Wednesday, April 18, 2012

Return to Tai Chi and Dancing

More Than I Dare Say by Krista Detor on Grooveshark

I will fill in four and a half years of no blogging at some point.  Sometime in the last month or so, I crossed the border between being half-bedridden and spending most of the other half trying to stay sitting to being able to do living things and needing to lie down a lot.


In September, I went back to tai chi class with the same instructor I had been learning tai chi from in 2006.  Fortunately, he has a class location two miles from my house so I was able at that point to drive down the hill, attend class, and drive back once per week.  I had registered for the class several months earlier, not sure if I would actually be able to make it.  Prior to that, I had asked if I could buy his practice video but he only sells it to current students.  Apparently, there were no exceptions for housebound former students.

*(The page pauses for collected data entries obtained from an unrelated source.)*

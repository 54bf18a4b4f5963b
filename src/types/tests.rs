use super::*;

#[test]
fn test_add_folder_request_camel_case() {
    let req: AddFolderRequest =
        serde_json::from_str(r#"{"folderPath": "/proj", "description": "demo"}"#).unwrap();
    assert_eq!(req.folder_path, "/proj");
    assert_eq!(req.description.as_deref(), Some("demo"));
    assert!(req.validate().is_ok());

    let req: AddFolderRequest = serde_json::from_str(r#"{"folderPath": "  "}"#).unwrap();
    assert!(req.validate().unwrap_err().contains("folderPath"));
}

#[test]
fn test_search_request_defaults() {
    let req: SearchRequest = serde_json::from_str(r#"{"query": "parse config"}"#).unwrap();
    assert_eq!(req.retrieve, RetrieveMode::Chunk);
    assert!(req.limit.is_none());
    assert!(req.folder_path.is_none());
    assert_eq!(req.effective_limit(10, MAX_SEARCH_LIMIT), 10);
}

#[test]
fn test_search_request_full_mode() {
    let req: SearchRequest = serde_json::from_str(
        r#"{"query": "q", "limit": 5, "folderPath": "/proj", "retrieve": "full"}"#,
    )
    .unwrap();
    assert_eq!(req.retrieve, RetrieveMode::Full);
    assert_eq!(req.effective_limit(10, 50), 5);
    assert_eq!(req.folder_path.as_deref(), Some("/proj"));
}

#[test]
fn test_search_request_rejects_unknown_mode() {
    let result: Result<SearchRequest, _> =
        serde_json::from_str(r#"{"query": "q", "retrieve": "everything"}"#);
    assert!(result.is_err());
}

#[test]
fn test_search_limit_clamped() {
    let mut req: SearchRequest = serde_json::from_str(r#"{"query": "q", "limit": 500}"#).unwrap();
    assert_eq!(req.effective_limit(10, MAX_SEARCH_LIMIT), 50);

    req.limit = Some(0);
    assert!(req.validate().is_err());
}

#[test]
fn test_search_request_empty_query() {
    let req: SearchRequest = serde_json::from_str(r#"{"query": ""}"#).unwrap();
    assert!(req.validate().unwrap_err().contains("query"));
}

#[test]
fn test_scan_response_serializes_camel_case() {
    let response = ScanResponse {
        folder_path: "/proj".into(),
        files_indexed: 2,
        ..Default::default()
    };
    let json = serde_json::to_value(&response).unwrap();
    assert_eq!(json["filesIndexed"], 2);
    assert_eq!(json["filesUpdated"], 0);
    assert_eq!(json["filesSkipped"], 0);
    assert!(json["errors"].as_array().unwrap().is_empty());
}

#[test]
fn test_folder_status_lowercase() {
    assert_eq!(serde_json::to_value(FolderStatus::Active).unwrap(), "active");
    assert_eq!(serde_json::to_value(RetrieveMode::Full).unwrap(), "full");
}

I took coenzyme Q, which helps mitochondria make energy, on the day of classes.  The first quarter, I had to sit whenever there was a chance during the one hour class and had no spare energy to talk to anyone.  It was my first time being out and around people aside from my family in five years so even when I had to talk to the teacher, I was feeling like the social processing and behavior part of my brain was missing.  By the end of the quarter, I was able to make it through the hour class without sitting down and without taking the energy supplement.

The next quarter, I signed up for the one and a half hour class, which was not only longer but more strenuous.  I took coenzyme Q and occasionally Advil to get through the class as well as needing to sit down several times during class.  Fortunately, there was a 5-10 minute break in the middle of class as well as an unofficial break while the beginners watched the rest of the class finish the form.  I was talking to people a little but it still felt... hard to describe.  Most of my social interaction if any for the past five years had been via the Internet, with avatars, text, and asynchronous.

Looking back at my chat logs, I got back on instant messenger in September 2010.  About once per month, I'd log in for about an hour and maybe chat with someone for a few minutes.  Mathematically, that was infinitely better than the zero before....  Then it became about twice a month, once a week, longer chats, but with several weeks or months break if I had to do any major activity such as my sister's wedding.

Being around people and attempting to talk was sort of like how the author Laura Hillenbrand described in her essay about her illness,
"After years of seeing people almost exclusively on television, I found their three-dimensionality startling: the light playing off their faces, the complexity of their hands, the strange electric feel of their nearness."
A Sudden Illness
http://www.cfids-cab.org/MESA/Hillenbrand.html (free version)
http://www.newyorker.com/archive/2003/07/07/030707fa_fact_hillenbrand

I have to sort of retrain my brain to deal with people rather than text, images, and ideas.  In tai chi class, one of the ladies would be talking to me and then I'd remember I had to tell the teacher something so go off and forget that she was in the middle of talking to me.  So I have to remember not to context switch like with instant messaging.

I had a funny conversation with someone about forgetting how to talk to people after her being a new mother at home for several months.  Last month, I went to FNW for the first time in almost six years when DL was performing.  I had wondered if I would ever be able to go back to dancing.  By the time I walked from the garage to the church, I was exhausted so I rested before joining the second half of the second class.  During the evening, I danced only the cross-step waltzes and one slower Viennese waltz.  Surprisingly, I remembered how to do underarm turns in Viennese.

I left around 11:30pm.  Downtown PA is deserted by then.  In the garage by the stairs, a pair of men stopped, looked at me, and one of them said hello.  I said hi from afar, stopped, and waited for them to go upstairs.  They lingered on the stairs looking back at me.  Um, hello, go away.  I continued walking out so that I was standing in the alley where I found another man smoking.  The elevator door was open so I got in and went up.  I admit that I do some sort of appearance profiling.  Maybe it was good that it was a rainy day so I had my umbrella along with super secret tai chi moves.

I was bedridden for two days after dancing cross-step waltzes at FNW and my calves felt like they used to after Waltz Week for the next week and a half.  The latter did not seem like a bad sign as it kind of meant my muscles were responding more like normal.  I signed up for the cross-step waltz class starting two weeks after that.  After the first class, the second time dancing, I did not have any of the calf muscle problem although I was still bedridden for 1.75 days, down from two.  After the second class last week, I wasn't bedridden but extra tired with the usual lie down periods the next day.  Yesterday's social dance class was cancelled so I went to tai chi class instead.  Hoping for better news next week.

Anyways, as I fill in some of the missing years of blogging, I will probably turn off the blog feed for a while.  I guess my blog was never really the inbox arrival type.

1 comments:

Lady M said...

It was wonderful to see you at FNW and I'm glad to hear that you are feeling better. We haven't been dancing as much as we'd like either, but the boys are getting older (4 and 7 now!) so we may see you more this year.